Mamoudou a sans nul doute été trahi par un voisin. L’un des derniers encore présents dans le quartier. Il sait que des regards amusés accompagnaient ses sorties avec les couleurs olympiennes. Mais une telle trahison… Si les gardes découvraient ses trésors, ça pourrait mal tourner : difficile de justifier la présence des piles de journaux étrangers, de posters et de maillots qu’ils allaient inévitablement découvrir dans sa chambre.
Chemin faisant, Mamoudou essaie de détourner la discussion, d’alerter les gardes sur une prétendue présence menaçante en périphérie du quartier. Mais rien n’y fait. Ils veulent inspecter sa maison. Alors qu’il franchit le seuil, son esprit part dans tous les sens, cherche un point de fuite, une solution, un prétexte. Rien ne vient. Ouf de soulagement. L’inspection dure à peine deux minutes.
Les soldats ne jettent qu’un œil distrait à son barda. Tout juste ont-ils remarqué la petite porte dérobée de sa chambre qui se présentait pourtant face à eux. Ils frôlent la porte, mais n’entrent pas. “Aujourd’hui encore, je ne comprends pas comment ils ont pu passer à côté de ma chambre sans en ouvrir la porte. C’est un miracle de Dieu. Ça ne fait aucun doute. A moins que ce soit la Bonne Mère qui veille sur moi”, dit-il en souriant.
Un match dans les annales de sa mémoire
Pourquoi risquer jusqu’à sa sécurité pour les couleurs d’une ville qu’il ne verra sans doute jamais ? Quelle est cette folie qui pousse ce jeune type à marcher des heures pour trouver un ordinateur ou un journal qui lui apprendra les dernières nouvelles de l’OM ? Mamoudou ne se l’explique pas. C’est comme ça. C’est une pulsion qui vient de loin. Une vingtaine d’années, pour être précis.
1998. La planète entière se tourne vers la France pour le Mondial. L’équipe malienne est passé à la trappe lors des qualifications, mais une autre équipe africaine se hisse en huitièmes de finale. Encore auréolé du titre de champion olympique obtenu deux ans plus tôt à Atlanta, le Nigeria cède finalement sous les coups de boutoir de Brian Laudrup et des irrésistibles Danois. 4-1 et triste épilogue d’une aventure prometteuse.
Mais c’est un tout autre match qui fera basculer Mamoudou. Une semaine après cette déroute africaine, les Pays-Bas rencontrent l’Argentine en quarts de finale dans un Stade Vélodrome plein comme un œuf. Face à face, deux équipes de virtuoses se rendent coup pour coup, tandis que les virages nord et sud se répondent dans un délire de chants et d’animations.
A quatre milles kilomètres de distance, le spectacle marque profondément l’esprit du petit Mamoudou, alors âgé de 13 ans.
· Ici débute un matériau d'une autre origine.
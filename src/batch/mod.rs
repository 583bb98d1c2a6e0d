//! Batched transfers
//!
//! A batch groups transfers created together and reports one status derived
//! from its members. Members keep their own lifecycle in the orchestrator;
//! the batch never rolls a member back.

pub mod coordinator;

pub use coordinator::BatchCoordinator;

use crate::bridge::{decimal, Amount};

use chrono::{DateTime, Utc};
use serde::Serialize;
use std::fmt;

#[derive(Debug, Clone, Copy, PartialEq, Eq, Hash, Serialize)]
#[serde(rename_all = "lowercase")]
pub enum BatchStatus {
    Pending,
    Confirmed,
    Executed,
    Failed,
}

impl BatchStatus {
    pub fn as_str(&self) -> &'static str {
        match self {
            BatchStatus::Pending => "pending",
            BatchStatus::Confirmed => "confirmed",
            BatchStatus::Executed => "executed",
            BatchStatus::Failed => "failed",
        }
    }
}

impl fmt::Display for BatchStatus {
    fn fmt(&self, f: &mut fmt::Formatter<'_>) -> fmt::Result {
        f.write_str(self.as_str())
    }
}

#[derive(Debug, Clone, PartialEq, Serialize)]
pub struct TransactionBatch {
    pub id: String,
    /// Member transactions, in request order
    pub transaction_ids: Vec<String>,
    pub status: BatchStatus,
    pub created_at: DateTime<Utc>,
    pub updated_at: DateTime<Utc>,
    pub executed_at: Option<DateTime<Utc>>,
    pub destination_tx_hash: Option<String>,
    pub gas_used: Option<u64>,
    /// Sum of member fees, set on execution
    #[serde(with = "decimal")]
    pub total_fee: Amount,
    pub failure_reason: Option<String>,
}

impl TransactionBatch {
    pub fn len(&self) -> usize {
        self.transaction_ids.len()
    }

    pub fn is_empty(&self) -> bool {
        self.transaction_ids.is_empty()
    }
}

/// Outcome of one `process_batch` pass
#[derive(Debug, Clone, PartialEq, Serialize)]
pub struct BatchProgress {
    pub batch_id: String,
    pub status: BatchStatus,
    pub total: usize,
    /// Members confirmed or already executed
    pub confirmed: usize,
    /// Members still waiting on consensus
    pub awaiting: usize,
    pub failure_reason: Option<String>,
}

#[derive(Debug, Clone, Default, PartialEq, Serialize)]
pub struct BatchStats {
    pub total_batches: usize,
    pub pending_batches: usize,
    pub confirmed_batches: usize,
    pub executed_batches: usize,
    pub failed_batches: usize,
}
//! Cross-chain bridge core
//!
//! Validator-attested transfers between chains: transfer validation and fee
//! computation, daily volume accounting, N-of-M confirmation consensus,
//! security gating, and batched transfers.

pub mod api;
pub mod batch;
pub mod bridge;
pub mod config;
pub mod consensus;
pub mod coordination;
pub mod error;
pub mod events;
pub mod metrics;
pub mod node;
pub mod security;
pub mod state;

pub use error::{BridgeError, BridgeResult, ErrorKind};
pub use node::BridgeNode;
//! Persistence capability
//!
//! The bridge core is memory-resident. A [`BridgeRepository`] receives
//! snapshots of transactions, validators and batches so that state can be
//! restored after a restart.

mod repository;

pub use repository::InMemoryRepository;

use crate::batch::TransactionBatch;
use crate::bridge::CrossChainTransaction;
use crate::consensus::Validator;
use crate::error::BridgeResult;

use async_trait::async_trait;
use serde::Serialize;

#[async_trait]
pub trait BridgeRepository: Send + Sync {
    /// Insert or replace by transaction id
    async fn save_transaction(&self, tx: &CrossChainTransaction) -> BridgeResult<()>;

    /// Oldest first
    async fn load_transactions(&self) -> BridgeResult<Vec<CrossChainTransaction>>;

    async fn save_validator(&self, validator: &Validator) -> BridgeResult<()>;

    async fn load_validators(&self) -> BridgeResult<Vec<Validator>>;

    async fn save_batch(&self, batch: &TransactionBatch) -> BridgeResult<()>;

    async fn load_batches(&self) -> BridgeResult<Vec<TransactionBatch>>;

    async fn health_check(&self) -> BridgeResult<()>;

    async fn stats(&self) -> BridgeResult<RepositoryStats>;
}

/// Record counts held by a repository
#[derive(Debug, Clone, Default, Serialize)]
pub struct RepositoryStats {
    pub transactions: usize,
    pub validators: usize,
    pub batches: usize,
}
Il découvre, devant un poste de télévision, un monde, des couleurs, des mouvements dont il ignorait tout. “C’est un choc radical. Il y a un avant et un après Argentine – Pays-Bas dans ma vie. A partir de ce jour-là, j’ai commencé à m’intéresser à Marseille, sa ville, son club, son histoire. J’aurais pu me passionner pour l’Argentine ou la Hollande. Mais c’est Marseille que j’ai retenue.” Dévorant le moindre bouquin qui lui tombait entre les mains, Mamoudou se taille bientôt une culture marseillaise à faire pâlir les lecteurs de Pagnol et d’Izzo. Dans les rues, on commence à lui donner du “peuchère” pour le railler. Ça le fait sourire.
Clubs mythiques
La passion naissante de Mamoudou a rapidement été mise à l’épreuve : sur la fin des années 90, malgré un joli coup d’éclat en Coupe de l’UEFA et une finale perdue contre Parme, l’OM est en berne. “Autour de moi, les gens m’ont questionné. On me demandait pourquoi je m’entêtais à supporter des perdants et des ringards.” Mais Mamoudou en savait trop sur la ville et son univers pour lâcher prise au moindre trou d’air. Malgré les menaces de relégations en 2000 et en 2001, la désillusion d’une deuxième finale européenne perdue face à Valence en 2004, le départ forcé de Didier Drogba à Chelsea et la lente déconfiture du système Louis Dreyfus, le jeune homme ne s’est pas senti capable de tourner les talons et de passer à autre chose.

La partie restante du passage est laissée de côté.